Gecenin Evladı Arketipi

Gecenin Evladı çok temel bir Arketip’tir ve İlahi Senaryo’ya uygunluğu olan her Hikâye’de karşımıza çıkar. Aynı zamanda başka Arketip’leri kendisinden meydana getirir. Daha doğrusu, farklı Hikâye’lerde çeşitli sembolik biçimlere bürünür.

Giriş

Bu yazıda bahsedeceğimiz Arketip’in anlaşılması için önce bazı Simyevî kavramlardan bahsedeceğiz ve bunlar üzerinden bu Arketip’i yorumlayacağız.

Bağların parçalanması ile Ateş’in meydana geldiğini söylemiştik.

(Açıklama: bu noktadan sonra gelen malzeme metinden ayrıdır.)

//! Integration tests for the pagination core: controller, record set and
//! scroll trigger driven together against a scripted page source.
//!
//! The scripted fetcher answers from a per-(context, page) queue and records
//! every call, so tests can assert both what was merged and what was asked.

use novella::feed::{
    Completion, FeedController, FeedStatus, FetchError, PageFetcher, QueryContext, Record,
    RecordSet, ScrollTrigger, ViewportMetrics,
};
use pretty_assertions::assert_eq;
use proptest::prelude::*;
use std::collections::{HashMap, VecDeque};
use std::sync::Mutex;

#[derive(Debug, Clone, PartialEq)]
struct Item {
    id: u32,
}

impl Record for Item {
    type Id = u32;

    fn id(&self) -> u32 {
        self.id
    }
}

fn items(ids: &[u32]) -> Vec<Item> {
    ids.iter().map(|&id| Item { id }).collect()
}

fn ids(controller: &FeedController<Item>) -> Vec<u32> {
    controller.records().ids().collect()
}

type Reply = Result<Vec<Item>, FetchError>;

#[derive(Default)]
struct ScriptedFetcher {
    replies: Mutex<HashMap<(QueryContext, u32), VecDeque<Reply>>>,
    calls: Mutex<Vec<(QueryContext, u32)>>,
}

impl ScriptedFetcher {
    fn reply(self, context: &QueryContext, page: u32, reply: Reply) -> Self {
        self.replies
            .lock()
            .unwrap()
            .entry((context.clone(), page))
            .or_default()
            .push_back(reply);
        self
    }

    fn calls(&self) -> Vec<(QueryContext, u32)> {
        self.calls.lock().unwrap().clone()
    }
}

impl PageFetcher<Item> for ScriptedFetcher {
    async fn fetch_page(&self, context: &QueryContext, page: u32) -> Result<Vec<Item>, FetchError> {
        self.calls.lock().unwrap().push((context.clone(), page));
        self.replies
            .lock()
            .unwrap()
            .get_mut(&(context.clone(), page))
            .and_then(VecDeque::pop_front)
            .unwrap_or_else(|| Ok(Vec::new()))
    }
}

/// A viewport scrolled to the very end of `len` rows.
fn at_bottom(len: usize) -> ViewportMetrics {
    let len = len as u32;
    ViewportMetrics::new(len.saturating_sub(10), 10, len)
}

// ============================================================================
// End-to-end scenario
// ============================================================================

#[tokio::test]
async fn test_overlapping_pages_merge_then_exhaust() {
    let catalog = QueryContext::Catalog;
    let fetcher = ScriptedFetcher::default()
        .reply(&catalog, 1, Ok(items(&[1, 2])))
        .reply(&catalog, 2, Ok(items(&[2, 3])))
        .reply(&catalog, 3, Ok(vec![]));

    let mut controller: FeedController<Item> = FeedController::new();
    let mut trigger = ScrollTrigger::new(5);

    let first = controller.set_query_context(catalog.clone()).unwrap();
    assert_eq!(
        controller.fulfil(&fetcher, first).await,
        Completion::Merged { page: 1, added: 2 }
    );

    // Scroll events drive the remaining pages
    while trigger.should_fire(at_bottom(controller.records().len()), &controller) {
        let request = controller.request_next_page().unwrap();
        controller.fulfil(&fetcher, request).await;
    }

    assert_eq!(ids(&controller), vec![1, 2, 3]);
    assert_eq!(controller.status(), FeedStatus::Exhausted);
    assert!(!controller.has_more());
    assert_eq!(controller.page(), 3);

    // Further scroll events and explicit requests issue nothing
    for _ in 0..3 {
        assert!(!trigger.should_fire(at_bottom(3), &controller));
        assert!(controller.request_next_page().is_none());
    }
    assert_eq!(
        fetcher.calls(),
        vec![
            (catalog.clone(), 1),
            (catalog.clone(), 2),
            (catalog.clone(), 3)
        ]
    );
}

#[tokio::test]
async fn test_transient_error_then_retry_loses_nothing() {
    let catalog = QueryContext::Catalog;
    let fetcher = ScriptedFetcher::default()
        .reply(&catalog, 1, Ok(items(&[1, 2])))
        .reply(&catalog, 2, Err(FetchError::Transport("reset".to_string())))
        .reply(&catalog, 2, Ok(items(&[3, 4])));

    let mut controller: FeedController<Item> = FeedController::new();
    let first = controller.set_query_context(catalog.clone()).unwrap();
    controller.fulfil(&fetcher, first).await;

    let second = controller.request_next_page().unwrap();
    let completion = controller.fulfil(&fetcher, second).await;
    assert!(matches!(completion, Completion::Failed(FetchError::Transport(_))));
    assert_eq!(controller.page(), 2);
    assert_eq!(ids(&controller), vec![1, 2]);

    // The trigger never fires from Error; only an explicit retry does
    let mut trigger = ScrollTrigger::default();
    assert!(!trigger.should_fire(at_bottom(2), &controller));

    let retry = controller.retry().unwrap();
    assert_eq!(retry.page, 2);
    controller.fulfil(&fetcher, retry).await;

    assert_eq!(ids(&controller), vec![1, 2, 3, 4]);
    assert_eq!(controller.page(), 3);
    assert_eq!(controller.status(), FeedStatus::Idle);
}

#[tokio::test]
async fn test_context_switch_mid_flight_discards_old_results() {
    let catalog = QueryContext::Catalog;
    let fantasy = QueryContext::type_filter("판타지");
    let fetcher = ScriptedFetcher::default()
        .reply(&catalog, 1, Ok(items(&[1, 2, 3])))
        .reply(&fantasy, 1, Ok(items(&[10, 11])));

    let mut controller: FeedController<Item> = FeedController::new();
    let old = controller.set_query_context(catalog.clone()).unwrap();
    let new = controller.set_query_context(fantasy.clone()).unwrap();
    assert_eq!(new.page, 1);
    assert_eq!(new.context, fantasy);

    // Old response resolves after the switch
    let old_result = old.run::<Item, _>(&fetcher).await;
    assert_eq!(controller.complete(&old, old_result), Completion::Stale);
    assert!(controller.records().is_empty());
    assert_eq!(controller.status(), FeedStatus::Loading);

    controller.fulfil(&fetcher, new).await;
    assert_eq!(ids(&controller), vec![10, 11]);
    assert_eq!(controller.context(), Some(&fantasy));
}

#[tokio::test]
async fn test_search_exhausts_after_single_page() {
    let search = QueryContext::search("  Sword ");
    assert_eq!(search, QueryContext::SearchTerm("sword".to_string()));
    let fetcher = ScriptedFetcher::default().reply(&search, 1, Ok(items(&[5])));

    let mut controller: FeedController<Item> = FeedController::new();
    let first = controller.set_query_context(search.clone()).unwrap();
    controller.fulfil(&fetcher, first).await;
    let second = controller.request_next_page().unwrap();
    assert_eq!(
        controller.fulfil(&fetcher, second).await,
        Completion::Exhausted { page: 2 }
    );
    assert_eq!(ids(&controller), vec![5]);
}

#[tokio::test]
async fn test_exhausted_context_reopens_after_switching_back() {
    let catalog = QueryContext::Catalog;
    let romance = QueryContext::type_filter("로맨스");
    let fetcher = ScriptedFetcher::default()
        .reply(&catalog, 1, Ok(vec![]))
        .reply(&romance, 1, Ok(items(&[1])))
        .reply(&catalog, 1, Ok(items(&[7])));

    let mut controller: FeedController<Item> = FeedController::new();
    let request = controller.set_query_context(catalog.clone()).unwrap();
    controller.fulfil(&fetcher, request).await;
    assert_eq!(controller.status(), FeedStatus::Exhausted);
    assert!(controller.view().items.is_empty());

    let request = controller.set_query_context(romance).unwrap();
    controller.fulfil(&fetcher, request).await;
    let request = controller.set_query_context(catalog).unwrap();
    controller.fulfil(&fetcher, request).await;

    assert_eq!(ids(&controller), vec![7]);
    assert_eq!(controller.status(), FeedStatus::Idle);
}

// ============================================================================
// Properties
// ============================================================================

fn page_strategy() -> impl Strategy<Value = Vec<u32>> {
    prop::collection::vec(0u32..40, 0..12)
}

proptest! {
    #[test]
    fn merge_is_idempotent(page in page_strategy()) {
        let mut once = RecordSet::new();
        once.merge(items(&page));
        let mut twice = once.clone();
        let added = twice.merge(items(&page));

        prop_assert_eq!(added, 0);
        prop_assert_eq!(once.ids().collect::<Vec<_>>(), twice.ids().collect::<Vec<_>>());
    }

    #[test]
    fn merge_never_duplicates_and_keeps_first_seen_order(
        pages in prop::collection::vec(page_strategy(), 0..6)
    ) {
        let mut set = RecordSet::new();
        for page in &pages {
            set.merge(items(page));
        }

        let mut expected = Vec::new();
        for id in pages.iter().flatten() {
            if !expected.contains(id) {
                expected.push(*id);
            }
        }
        prop_assert_eq!(set.ids().collect::<Vec<_>>(), expected);
    }

    #[test]
    fn context_switch_always_resets(
        first in page_strategy(),
        fail in any::<bool>(),
    ) {
        let mut controller: FeedController<Item> = FeedController::new();
        let request = controller.set_query_context(QueryContext::Catalog).unwrap();
        let result = if fail {
            Err(FetchError::Server(500))
        } else {
            Ok(items(&first))
        };
        controller.complete(&request, result);

        let request = controller
            .set_query_context(QueryContext::search("anything"))
            .unwrap();
        prop_assert_eq!(request.page, 1);
        prop_assert_eq!(controller.page(), 1);
        prop_assert!(controller.records().is_empty());
        prop_assert_eq!(controller.status(), FeedStatus::Loading);
        prop_assert!(controller.last_error().is_none());
    }
}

Dört (Sembolik) Temel Unsur, Varlık’ın dört yönüne işaret eder. Beşinci Unsur ise bunların yayılımlarının/tecellilerinin gerçekleştiği Esir’dir (Boşluk’tur).

Simya, Semboller İlmi olması bakımından, gerçekte bunların fizikî açılımlarını pek önemsemez ve onları (bu fizikî açılımları) İlke’lerin bilgisine erişim için bir Zemin gibi ele alır. Tabii burada Tradisyon’un (Gelenek’in) bozulmamış hâlinden bahsediyoruz. Sembollerin sadece zahirî yönde anlaşılması ise, günümüzün Kimya Bilimi’ni doğurmuştur.

Ateş, Dönüşüm’ün ilk şartıdır. Daha doğrusu Başlatıcı’dır. Tekrar belirtelim, burada Ateş sadece materyal bir form olarak düşünülmemelidir. Stres, Öfke, Acı, Çile, Aşk; bunlar da Ateş’in tabiatına sahiptirler. Ateş, genel anlamı ile Yükselten Etki’dir ve Simyevî Sembol’ü (ucu Yukarı bakan bir üçgen) de bu anlamı ifade eder. Râbıta edilen Varlık Manzarası’na göre, bu Yükseltici Etki kendisini farklı formlarda gösterir.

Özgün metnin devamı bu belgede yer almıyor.